• _Assignment_: For the listing below, return the line containing "let engine_version = engine.map(|engine|", the line containing "pub fn command_version(program: &Path, args: &[&str])", and all lines in between, exactly as written and nothing else.

• _Available records_:
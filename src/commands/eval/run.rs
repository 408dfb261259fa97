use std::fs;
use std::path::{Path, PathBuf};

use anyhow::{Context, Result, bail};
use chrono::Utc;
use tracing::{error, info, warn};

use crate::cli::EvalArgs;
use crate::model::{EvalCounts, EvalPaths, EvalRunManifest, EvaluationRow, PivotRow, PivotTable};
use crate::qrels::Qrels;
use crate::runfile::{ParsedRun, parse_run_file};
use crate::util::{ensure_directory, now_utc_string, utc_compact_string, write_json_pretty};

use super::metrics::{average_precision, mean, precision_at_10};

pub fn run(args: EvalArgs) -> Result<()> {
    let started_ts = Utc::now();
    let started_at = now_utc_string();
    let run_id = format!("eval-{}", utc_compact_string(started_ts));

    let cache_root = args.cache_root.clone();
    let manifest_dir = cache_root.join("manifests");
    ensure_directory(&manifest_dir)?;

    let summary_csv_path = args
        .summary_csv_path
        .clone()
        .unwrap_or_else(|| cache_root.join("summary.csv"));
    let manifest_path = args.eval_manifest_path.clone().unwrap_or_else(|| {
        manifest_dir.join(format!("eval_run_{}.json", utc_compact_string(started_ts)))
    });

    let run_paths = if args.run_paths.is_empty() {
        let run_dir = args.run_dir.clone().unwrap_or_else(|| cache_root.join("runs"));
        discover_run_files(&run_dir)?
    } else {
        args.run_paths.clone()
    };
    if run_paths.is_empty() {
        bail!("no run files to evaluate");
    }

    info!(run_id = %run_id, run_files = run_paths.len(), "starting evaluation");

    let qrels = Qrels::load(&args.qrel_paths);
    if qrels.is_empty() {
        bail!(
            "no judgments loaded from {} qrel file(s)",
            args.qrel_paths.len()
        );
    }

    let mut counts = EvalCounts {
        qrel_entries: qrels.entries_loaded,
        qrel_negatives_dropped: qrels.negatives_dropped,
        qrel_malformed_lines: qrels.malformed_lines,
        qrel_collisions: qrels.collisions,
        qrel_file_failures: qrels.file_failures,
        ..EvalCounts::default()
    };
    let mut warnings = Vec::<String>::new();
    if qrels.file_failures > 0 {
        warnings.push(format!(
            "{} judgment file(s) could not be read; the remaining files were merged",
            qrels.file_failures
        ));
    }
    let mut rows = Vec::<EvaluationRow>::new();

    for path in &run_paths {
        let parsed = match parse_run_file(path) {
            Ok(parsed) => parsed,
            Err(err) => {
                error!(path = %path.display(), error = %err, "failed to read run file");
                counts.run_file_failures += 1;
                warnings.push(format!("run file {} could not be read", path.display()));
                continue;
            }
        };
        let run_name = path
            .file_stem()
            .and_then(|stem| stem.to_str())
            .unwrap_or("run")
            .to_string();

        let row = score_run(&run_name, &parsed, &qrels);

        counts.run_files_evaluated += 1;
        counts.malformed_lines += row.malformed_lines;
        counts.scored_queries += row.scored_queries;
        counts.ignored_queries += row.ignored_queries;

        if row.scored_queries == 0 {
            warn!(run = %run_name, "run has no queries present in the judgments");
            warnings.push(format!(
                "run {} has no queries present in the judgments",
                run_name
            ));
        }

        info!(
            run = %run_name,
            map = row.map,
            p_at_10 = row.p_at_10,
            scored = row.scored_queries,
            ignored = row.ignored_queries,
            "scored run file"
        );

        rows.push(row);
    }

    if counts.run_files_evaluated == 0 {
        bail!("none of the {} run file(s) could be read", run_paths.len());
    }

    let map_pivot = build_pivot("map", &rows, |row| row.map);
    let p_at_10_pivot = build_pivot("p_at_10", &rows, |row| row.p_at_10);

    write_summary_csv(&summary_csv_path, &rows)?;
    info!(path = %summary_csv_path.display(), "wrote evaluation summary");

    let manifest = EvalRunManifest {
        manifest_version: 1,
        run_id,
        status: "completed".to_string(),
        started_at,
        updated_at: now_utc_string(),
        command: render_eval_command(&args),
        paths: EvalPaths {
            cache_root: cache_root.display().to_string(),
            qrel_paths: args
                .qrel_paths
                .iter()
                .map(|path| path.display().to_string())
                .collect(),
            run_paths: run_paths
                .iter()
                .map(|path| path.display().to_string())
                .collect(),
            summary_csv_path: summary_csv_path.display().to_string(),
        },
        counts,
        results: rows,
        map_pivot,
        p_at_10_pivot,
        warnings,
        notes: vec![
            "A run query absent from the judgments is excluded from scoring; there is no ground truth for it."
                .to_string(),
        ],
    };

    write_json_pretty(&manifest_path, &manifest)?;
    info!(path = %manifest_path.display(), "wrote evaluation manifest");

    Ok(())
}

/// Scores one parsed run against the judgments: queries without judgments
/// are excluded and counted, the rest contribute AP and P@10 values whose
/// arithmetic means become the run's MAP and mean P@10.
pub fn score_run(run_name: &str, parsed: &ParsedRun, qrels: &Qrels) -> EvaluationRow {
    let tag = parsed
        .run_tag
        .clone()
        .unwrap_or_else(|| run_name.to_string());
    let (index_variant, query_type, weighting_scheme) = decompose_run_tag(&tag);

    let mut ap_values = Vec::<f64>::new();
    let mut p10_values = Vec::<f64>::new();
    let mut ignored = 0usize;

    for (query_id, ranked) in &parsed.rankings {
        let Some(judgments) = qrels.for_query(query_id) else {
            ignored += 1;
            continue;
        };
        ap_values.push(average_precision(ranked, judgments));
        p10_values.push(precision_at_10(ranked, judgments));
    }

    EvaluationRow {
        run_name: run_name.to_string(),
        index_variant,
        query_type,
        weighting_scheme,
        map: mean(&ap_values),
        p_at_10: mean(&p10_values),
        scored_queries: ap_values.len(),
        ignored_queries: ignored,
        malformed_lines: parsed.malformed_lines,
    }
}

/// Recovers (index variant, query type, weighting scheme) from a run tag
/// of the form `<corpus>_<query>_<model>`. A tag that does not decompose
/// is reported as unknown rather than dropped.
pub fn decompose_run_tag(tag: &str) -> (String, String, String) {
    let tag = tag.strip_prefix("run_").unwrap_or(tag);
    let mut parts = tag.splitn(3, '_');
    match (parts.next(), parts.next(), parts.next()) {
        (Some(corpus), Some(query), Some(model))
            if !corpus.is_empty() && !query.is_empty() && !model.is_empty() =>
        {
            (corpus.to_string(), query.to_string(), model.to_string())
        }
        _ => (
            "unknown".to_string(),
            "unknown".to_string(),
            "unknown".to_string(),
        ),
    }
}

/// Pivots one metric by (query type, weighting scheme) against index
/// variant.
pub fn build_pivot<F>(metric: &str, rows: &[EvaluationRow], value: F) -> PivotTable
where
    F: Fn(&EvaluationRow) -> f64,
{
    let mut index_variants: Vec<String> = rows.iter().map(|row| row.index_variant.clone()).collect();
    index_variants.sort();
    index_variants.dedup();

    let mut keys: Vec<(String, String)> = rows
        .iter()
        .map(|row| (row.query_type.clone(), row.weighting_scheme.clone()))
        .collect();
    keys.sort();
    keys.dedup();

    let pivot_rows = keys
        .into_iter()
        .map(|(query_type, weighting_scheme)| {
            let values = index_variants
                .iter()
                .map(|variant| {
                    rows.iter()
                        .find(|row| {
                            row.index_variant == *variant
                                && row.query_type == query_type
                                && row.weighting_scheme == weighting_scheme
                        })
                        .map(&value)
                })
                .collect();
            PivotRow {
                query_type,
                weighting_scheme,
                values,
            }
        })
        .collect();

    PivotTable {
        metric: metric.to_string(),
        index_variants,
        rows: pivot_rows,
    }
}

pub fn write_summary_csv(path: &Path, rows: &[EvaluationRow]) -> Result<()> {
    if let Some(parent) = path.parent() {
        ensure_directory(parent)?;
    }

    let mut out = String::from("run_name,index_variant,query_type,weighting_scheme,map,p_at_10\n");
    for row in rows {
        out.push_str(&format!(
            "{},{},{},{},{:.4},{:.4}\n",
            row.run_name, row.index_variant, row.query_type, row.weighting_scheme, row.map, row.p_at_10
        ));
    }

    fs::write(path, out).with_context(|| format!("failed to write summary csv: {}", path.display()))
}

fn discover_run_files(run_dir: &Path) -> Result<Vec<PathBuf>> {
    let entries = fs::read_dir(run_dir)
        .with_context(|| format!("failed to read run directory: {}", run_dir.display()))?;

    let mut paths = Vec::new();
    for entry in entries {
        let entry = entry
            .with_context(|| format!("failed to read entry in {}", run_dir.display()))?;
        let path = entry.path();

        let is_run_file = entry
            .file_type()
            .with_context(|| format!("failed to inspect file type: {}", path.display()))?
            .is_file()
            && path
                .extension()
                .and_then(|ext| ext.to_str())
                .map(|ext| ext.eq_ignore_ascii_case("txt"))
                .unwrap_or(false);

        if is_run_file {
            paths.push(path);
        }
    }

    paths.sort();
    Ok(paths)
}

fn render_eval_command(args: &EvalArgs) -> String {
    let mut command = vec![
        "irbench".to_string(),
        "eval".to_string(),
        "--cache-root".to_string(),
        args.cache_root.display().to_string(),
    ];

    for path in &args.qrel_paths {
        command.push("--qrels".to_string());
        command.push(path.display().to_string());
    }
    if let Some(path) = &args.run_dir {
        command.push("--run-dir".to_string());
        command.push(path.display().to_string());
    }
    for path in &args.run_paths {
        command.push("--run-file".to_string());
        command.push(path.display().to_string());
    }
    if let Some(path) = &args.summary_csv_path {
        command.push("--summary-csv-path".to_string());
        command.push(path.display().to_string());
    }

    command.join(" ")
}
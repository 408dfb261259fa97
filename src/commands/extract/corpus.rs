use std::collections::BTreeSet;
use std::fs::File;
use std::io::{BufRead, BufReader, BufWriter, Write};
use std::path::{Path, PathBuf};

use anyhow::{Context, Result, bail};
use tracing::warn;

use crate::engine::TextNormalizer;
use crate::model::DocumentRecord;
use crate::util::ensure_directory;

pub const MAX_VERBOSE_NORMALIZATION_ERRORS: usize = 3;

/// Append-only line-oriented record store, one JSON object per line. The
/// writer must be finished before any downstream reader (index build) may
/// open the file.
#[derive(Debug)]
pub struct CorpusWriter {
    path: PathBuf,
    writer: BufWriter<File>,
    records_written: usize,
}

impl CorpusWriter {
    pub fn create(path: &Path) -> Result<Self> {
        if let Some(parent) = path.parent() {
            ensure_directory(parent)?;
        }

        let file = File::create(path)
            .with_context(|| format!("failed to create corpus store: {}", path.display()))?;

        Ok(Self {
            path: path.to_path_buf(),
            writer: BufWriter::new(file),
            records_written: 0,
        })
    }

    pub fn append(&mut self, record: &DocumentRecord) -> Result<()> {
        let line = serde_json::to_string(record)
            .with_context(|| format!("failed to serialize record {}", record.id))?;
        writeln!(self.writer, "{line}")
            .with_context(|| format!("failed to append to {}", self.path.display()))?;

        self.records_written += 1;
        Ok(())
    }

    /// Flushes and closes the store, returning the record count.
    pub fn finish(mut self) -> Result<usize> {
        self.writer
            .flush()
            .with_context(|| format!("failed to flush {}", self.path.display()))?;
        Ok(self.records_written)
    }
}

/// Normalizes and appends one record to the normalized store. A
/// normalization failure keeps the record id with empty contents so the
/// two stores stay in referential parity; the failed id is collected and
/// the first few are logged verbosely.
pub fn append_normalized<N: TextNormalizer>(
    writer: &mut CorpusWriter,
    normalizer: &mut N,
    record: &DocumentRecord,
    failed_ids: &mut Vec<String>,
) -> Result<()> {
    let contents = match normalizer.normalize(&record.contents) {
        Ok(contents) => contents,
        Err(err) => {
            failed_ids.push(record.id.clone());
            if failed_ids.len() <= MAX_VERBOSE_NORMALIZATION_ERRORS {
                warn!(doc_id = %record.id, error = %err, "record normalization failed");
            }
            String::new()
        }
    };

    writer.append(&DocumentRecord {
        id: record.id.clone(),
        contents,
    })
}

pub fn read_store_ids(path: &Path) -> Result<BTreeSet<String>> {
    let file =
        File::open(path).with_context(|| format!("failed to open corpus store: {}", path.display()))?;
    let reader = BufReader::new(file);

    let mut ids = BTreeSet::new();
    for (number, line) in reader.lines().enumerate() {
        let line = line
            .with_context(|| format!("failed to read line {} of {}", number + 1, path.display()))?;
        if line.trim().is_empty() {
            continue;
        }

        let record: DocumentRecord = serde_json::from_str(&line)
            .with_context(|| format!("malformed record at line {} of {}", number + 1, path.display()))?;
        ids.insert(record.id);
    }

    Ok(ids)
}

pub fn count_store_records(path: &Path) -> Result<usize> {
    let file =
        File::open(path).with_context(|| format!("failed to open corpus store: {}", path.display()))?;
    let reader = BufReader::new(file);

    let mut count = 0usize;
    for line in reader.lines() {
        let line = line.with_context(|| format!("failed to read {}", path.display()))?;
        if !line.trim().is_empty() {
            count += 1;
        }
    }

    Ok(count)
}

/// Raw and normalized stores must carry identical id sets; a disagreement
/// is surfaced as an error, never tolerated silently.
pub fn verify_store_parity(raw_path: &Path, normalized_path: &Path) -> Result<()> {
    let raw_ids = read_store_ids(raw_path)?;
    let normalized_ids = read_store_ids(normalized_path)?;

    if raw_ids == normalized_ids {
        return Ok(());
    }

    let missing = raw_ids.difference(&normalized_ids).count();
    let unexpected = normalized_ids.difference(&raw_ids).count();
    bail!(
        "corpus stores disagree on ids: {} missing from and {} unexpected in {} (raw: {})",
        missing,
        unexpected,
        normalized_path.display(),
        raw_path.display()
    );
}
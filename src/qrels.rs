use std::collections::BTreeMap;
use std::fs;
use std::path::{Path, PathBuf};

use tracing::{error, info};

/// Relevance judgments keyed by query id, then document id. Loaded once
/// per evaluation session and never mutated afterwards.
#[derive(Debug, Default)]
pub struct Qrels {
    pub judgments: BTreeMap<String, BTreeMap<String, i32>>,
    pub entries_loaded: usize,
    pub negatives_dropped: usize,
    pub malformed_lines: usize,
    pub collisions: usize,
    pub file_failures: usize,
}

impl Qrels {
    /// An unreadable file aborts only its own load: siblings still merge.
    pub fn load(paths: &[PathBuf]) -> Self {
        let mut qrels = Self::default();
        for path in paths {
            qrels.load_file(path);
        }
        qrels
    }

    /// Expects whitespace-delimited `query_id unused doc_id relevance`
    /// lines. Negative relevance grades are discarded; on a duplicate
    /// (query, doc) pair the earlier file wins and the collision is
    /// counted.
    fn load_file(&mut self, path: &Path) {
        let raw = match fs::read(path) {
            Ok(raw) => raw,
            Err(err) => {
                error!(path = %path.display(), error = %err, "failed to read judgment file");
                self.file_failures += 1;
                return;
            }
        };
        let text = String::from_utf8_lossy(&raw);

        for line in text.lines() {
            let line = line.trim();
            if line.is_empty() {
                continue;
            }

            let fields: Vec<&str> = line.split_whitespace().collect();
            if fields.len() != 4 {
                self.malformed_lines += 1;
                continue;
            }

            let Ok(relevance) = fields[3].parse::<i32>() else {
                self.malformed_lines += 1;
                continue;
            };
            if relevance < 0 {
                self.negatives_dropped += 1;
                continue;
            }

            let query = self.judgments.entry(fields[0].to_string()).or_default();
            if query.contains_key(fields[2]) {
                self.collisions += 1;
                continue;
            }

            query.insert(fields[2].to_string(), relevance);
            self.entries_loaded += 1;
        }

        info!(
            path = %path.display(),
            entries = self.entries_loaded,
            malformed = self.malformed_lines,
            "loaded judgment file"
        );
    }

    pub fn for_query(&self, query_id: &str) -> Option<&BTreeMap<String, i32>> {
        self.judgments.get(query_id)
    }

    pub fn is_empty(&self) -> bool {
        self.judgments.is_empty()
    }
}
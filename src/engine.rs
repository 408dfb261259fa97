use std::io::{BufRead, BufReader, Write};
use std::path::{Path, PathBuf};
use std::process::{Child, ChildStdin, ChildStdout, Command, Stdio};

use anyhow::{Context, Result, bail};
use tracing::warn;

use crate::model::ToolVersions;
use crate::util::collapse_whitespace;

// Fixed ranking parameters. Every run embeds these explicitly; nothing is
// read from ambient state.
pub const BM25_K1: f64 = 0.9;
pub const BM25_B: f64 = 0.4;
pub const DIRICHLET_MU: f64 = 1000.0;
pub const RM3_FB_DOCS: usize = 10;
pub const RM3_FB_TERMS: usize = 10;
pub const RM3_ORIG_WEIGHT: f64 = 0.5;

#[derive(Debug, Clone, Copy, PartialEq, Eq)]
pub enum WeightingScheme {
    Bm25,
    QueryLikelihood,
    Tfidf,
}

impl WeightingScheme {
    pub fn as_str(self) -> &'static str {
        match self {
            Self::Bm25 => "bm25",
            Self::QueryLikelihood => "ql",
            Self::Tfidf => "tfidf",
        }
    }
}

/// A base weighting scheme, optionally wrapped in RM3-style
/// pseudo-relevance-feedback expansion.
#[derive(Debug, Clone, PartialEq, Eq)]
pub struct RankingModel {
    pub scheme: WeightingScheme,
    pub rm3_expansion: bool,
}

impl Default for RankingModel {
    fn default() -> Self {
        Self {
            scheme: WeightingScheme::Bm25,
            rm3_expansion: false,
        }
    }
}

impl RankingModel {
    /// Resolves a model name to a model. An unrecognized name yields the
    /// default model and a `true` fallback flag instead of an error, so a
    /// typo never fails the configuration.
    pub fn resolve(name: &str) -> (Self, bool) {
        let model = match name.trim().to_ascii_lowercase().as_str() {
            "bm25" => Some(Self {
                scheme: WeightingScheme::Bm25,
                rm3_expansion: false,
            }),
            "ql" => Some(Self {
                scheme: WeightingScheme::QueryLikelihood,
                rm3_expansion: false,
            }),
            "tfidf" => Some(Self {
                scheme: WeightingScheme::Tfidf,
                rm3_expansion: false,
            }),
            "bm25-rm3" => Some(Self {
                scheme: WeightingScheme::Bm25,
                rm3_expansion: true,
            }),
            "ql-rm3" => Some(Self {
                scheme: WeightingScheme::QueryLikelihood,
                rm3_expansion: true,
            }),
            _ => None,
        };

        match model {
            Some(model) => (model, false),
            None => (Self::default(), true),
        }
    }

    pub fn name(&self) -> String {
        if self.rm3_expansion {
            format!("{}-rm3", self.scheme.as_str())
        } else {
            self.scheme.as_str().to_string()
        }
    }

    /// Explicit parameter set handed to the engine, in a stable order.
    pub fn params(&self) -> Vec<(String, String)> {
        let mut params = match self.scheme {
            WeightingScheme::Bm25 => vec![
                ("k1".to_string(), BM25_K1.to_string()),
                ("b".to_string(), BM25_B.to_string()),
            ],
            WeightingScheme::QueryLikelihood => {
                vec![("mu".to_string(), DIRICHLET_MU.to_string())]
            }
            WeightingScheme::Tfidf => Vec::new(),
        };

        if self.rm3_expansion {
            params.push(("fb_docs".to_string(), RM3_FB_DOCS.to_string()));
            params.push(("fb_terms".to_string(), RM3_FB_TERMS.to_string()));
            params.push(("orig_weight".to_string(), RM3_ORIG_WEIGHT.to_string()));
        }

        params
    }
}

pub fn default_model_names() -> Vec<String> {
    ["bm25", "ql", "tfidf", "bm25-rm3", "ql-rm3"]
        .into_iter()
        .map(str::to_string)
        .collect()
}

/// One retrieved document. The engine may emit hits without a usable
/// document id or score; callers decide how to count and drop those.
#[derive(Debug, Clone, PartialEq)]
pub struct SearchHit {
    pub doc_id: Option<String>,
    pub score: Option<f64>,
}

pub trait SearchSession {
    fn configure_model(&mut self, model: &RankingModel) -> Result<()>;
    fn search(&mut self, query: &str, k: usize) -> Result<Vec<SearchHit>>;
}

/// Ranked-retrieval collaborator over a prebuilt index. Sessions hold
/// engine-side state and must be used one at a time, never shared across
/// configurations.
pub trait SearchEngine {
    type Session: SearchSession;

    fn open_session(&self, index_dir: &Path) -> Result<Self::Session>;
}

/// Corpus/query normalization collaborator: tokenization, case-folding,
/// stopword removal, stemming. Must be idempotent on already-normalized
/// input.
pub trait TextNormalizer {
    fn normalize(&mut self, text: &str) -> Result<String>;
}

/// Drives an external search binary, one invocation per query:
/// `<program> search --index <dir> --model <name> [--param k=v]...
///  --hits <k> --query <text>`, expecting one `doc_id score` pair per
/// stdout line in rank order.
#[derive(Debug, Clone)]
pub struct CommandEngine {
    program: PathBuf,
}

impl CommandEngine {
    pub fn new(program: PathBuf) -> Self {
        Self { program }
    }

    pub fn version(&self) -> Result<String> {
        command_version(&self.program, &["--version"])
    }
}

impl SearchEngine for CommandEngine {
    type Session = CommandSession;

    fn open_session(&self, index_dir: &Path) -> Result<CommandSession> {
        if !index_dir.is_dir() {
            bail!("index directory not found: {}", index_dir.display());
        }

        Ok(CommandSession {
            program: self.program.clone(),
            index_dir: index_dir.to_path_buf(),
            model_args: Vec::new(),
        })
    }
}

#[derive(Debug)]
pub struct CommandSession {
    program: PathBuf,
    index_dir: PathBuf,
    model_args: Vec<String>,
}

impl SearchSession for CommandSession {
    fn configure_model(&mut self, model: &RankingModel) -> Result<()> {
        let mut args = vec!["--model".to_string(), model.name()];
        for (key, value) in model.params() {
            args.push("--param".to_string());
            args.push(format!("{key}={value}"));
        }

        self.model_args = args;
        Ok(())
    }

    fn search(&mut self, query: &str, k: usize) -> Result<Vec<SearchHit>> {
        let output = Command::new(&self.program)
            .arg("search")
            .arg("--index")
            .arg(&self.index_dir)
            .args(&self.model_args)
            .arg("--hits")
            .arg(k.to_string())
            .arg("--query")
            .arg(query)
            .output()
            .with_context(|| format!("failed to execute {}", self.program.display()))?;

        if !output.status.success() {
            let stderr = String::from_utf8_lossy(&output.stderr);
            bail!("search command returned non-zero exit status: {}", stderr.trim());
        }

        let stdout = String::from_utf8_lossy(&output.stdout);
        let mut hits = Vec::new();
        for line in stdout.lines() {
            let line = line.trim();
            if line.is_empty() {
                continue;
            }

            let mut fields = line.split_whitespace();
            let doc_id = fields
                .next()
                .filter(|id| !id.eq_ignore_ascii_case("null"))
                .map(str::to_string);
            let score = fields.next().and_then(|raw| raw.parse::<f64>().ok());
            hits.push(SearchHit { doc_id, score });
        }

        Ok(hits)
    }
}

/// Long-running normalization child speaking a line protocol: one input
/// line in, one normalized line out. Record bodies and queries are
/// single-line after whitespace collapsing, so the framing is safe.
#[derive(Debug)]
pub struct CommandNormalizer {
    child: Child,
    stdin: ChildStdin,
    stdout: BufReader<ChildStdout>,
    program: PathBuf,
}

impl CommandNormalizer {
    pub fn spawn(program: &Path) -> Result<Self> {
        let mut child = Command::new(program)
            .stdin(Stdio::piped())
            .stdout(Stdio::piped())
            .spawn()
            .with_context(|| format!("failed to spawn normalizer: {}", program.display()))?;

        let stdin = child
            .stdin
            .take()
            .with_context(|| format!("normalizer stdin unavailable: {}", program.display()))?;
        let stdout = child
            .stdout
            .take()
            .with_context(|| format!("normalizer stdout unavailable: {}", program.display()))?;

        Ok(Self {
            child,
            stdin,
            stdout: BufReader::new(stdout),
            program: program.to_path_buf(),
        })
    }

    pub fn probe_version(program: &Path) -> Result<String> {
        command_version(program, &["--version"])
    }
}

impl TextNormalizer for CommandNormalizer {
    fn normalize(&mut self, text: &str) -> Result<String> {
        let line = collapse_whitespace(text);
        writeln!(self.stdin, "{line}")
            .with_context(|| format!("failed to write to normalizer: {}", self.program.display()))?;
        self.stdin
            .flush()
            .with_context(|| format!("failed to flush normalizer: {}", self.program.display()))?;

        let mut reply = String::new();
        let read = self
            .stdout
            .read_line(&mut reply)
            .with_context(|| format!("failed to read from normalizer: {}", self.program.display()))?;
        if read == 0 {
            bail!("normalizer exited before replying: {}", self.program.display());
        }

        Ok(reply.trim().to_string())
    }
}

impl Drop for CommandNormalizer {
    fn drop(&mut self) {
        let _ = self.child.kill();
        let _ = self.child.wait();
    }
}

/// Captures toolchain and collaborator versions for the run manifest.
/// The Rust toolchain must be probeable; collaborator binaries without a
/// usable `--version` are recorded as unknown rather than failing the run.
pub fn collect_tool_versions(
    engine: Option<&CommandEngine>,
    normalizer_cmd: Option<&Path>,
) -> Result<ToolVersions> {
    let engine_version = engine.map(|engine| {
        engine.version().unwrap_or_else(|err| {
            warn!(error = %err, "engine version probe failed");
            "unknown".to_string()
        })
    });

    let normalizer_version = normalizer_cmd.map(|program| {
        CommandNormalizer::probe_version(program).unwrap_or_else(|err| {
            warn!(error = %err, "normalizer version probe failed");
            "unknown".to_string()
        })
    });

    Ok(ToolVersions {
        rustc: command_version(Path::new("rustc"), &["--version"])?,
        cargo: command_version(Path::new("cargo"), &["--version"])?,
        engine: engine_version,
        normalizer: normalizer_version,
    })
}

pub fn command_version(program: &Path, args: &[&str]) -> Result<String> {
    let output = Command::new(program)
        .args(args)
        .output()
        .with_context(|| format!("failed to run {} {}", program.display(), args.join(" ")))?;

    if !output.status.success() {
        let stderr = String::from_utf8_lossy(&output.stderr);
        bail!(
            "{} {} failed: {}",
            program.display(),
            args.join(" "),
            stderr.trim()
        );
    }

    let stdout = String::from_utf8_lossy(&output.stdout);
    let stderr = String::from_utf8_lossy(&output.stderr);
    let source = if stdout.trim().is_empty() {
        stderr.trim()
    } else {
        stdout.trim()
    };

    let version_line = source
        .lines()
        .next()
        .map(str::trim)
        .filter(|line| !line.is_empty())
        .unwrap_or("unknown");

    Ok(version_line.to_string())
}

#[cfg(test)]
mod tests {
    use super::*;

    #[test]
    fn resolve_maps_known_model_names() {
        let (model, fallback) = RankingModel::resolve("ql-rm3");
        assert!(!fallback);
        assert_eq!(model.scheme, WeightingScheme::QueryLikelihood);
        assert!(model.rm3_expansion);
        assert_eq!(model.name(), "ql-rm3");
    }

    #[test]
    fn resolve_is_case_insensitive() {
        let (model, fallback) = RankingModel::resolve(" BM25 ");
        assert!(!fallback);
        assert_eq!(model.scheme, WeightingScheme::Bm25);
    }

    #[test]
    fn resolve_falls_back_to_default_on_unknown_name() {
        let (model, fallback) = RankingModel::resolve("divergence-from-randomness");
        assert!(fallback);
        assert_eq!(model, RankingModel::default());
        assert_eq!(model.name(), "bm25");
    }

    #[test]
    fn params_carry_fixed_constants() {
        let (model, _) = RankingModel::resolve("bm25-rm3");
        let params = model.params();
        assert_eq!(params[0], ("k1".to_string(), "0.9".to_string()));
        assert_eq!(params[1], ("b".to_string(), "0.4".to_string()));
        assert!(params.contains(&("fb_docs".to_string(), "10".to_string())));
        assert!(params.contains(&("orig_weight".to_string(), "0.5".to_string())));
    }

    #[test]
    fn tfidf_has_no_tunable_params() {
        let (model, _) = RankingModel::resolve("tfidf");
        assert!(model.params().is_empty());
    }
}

• _Response area_:
    let engine_version = engine.map(|engine| {
        engine.version().unwrap_or_else(|err| {
            warn!(error = %err, "engine version probe failed");
            "unknown".to_string()
        })
    });

    let normalizer_version = normalizer_cmd.map(|program| {
        CommandNormalizer::probe_version(program).unwrap_or_else(|err| {
            warn!(error = %err, "normalizer version probe failed");
            "unknown".to_string()
        })
    });

    Ok(ToolVersions {
        rustc: command_version(Path::new("rustc"), &["--version"])?,
        cargo: command_version(Path::new("cargo"), &["--version"])?,
        engine: engine_version,
        normalizer: normalizer_version,
    })
}

pub fn command_version(program: &Path, args: &[&str]) -> Result<String> {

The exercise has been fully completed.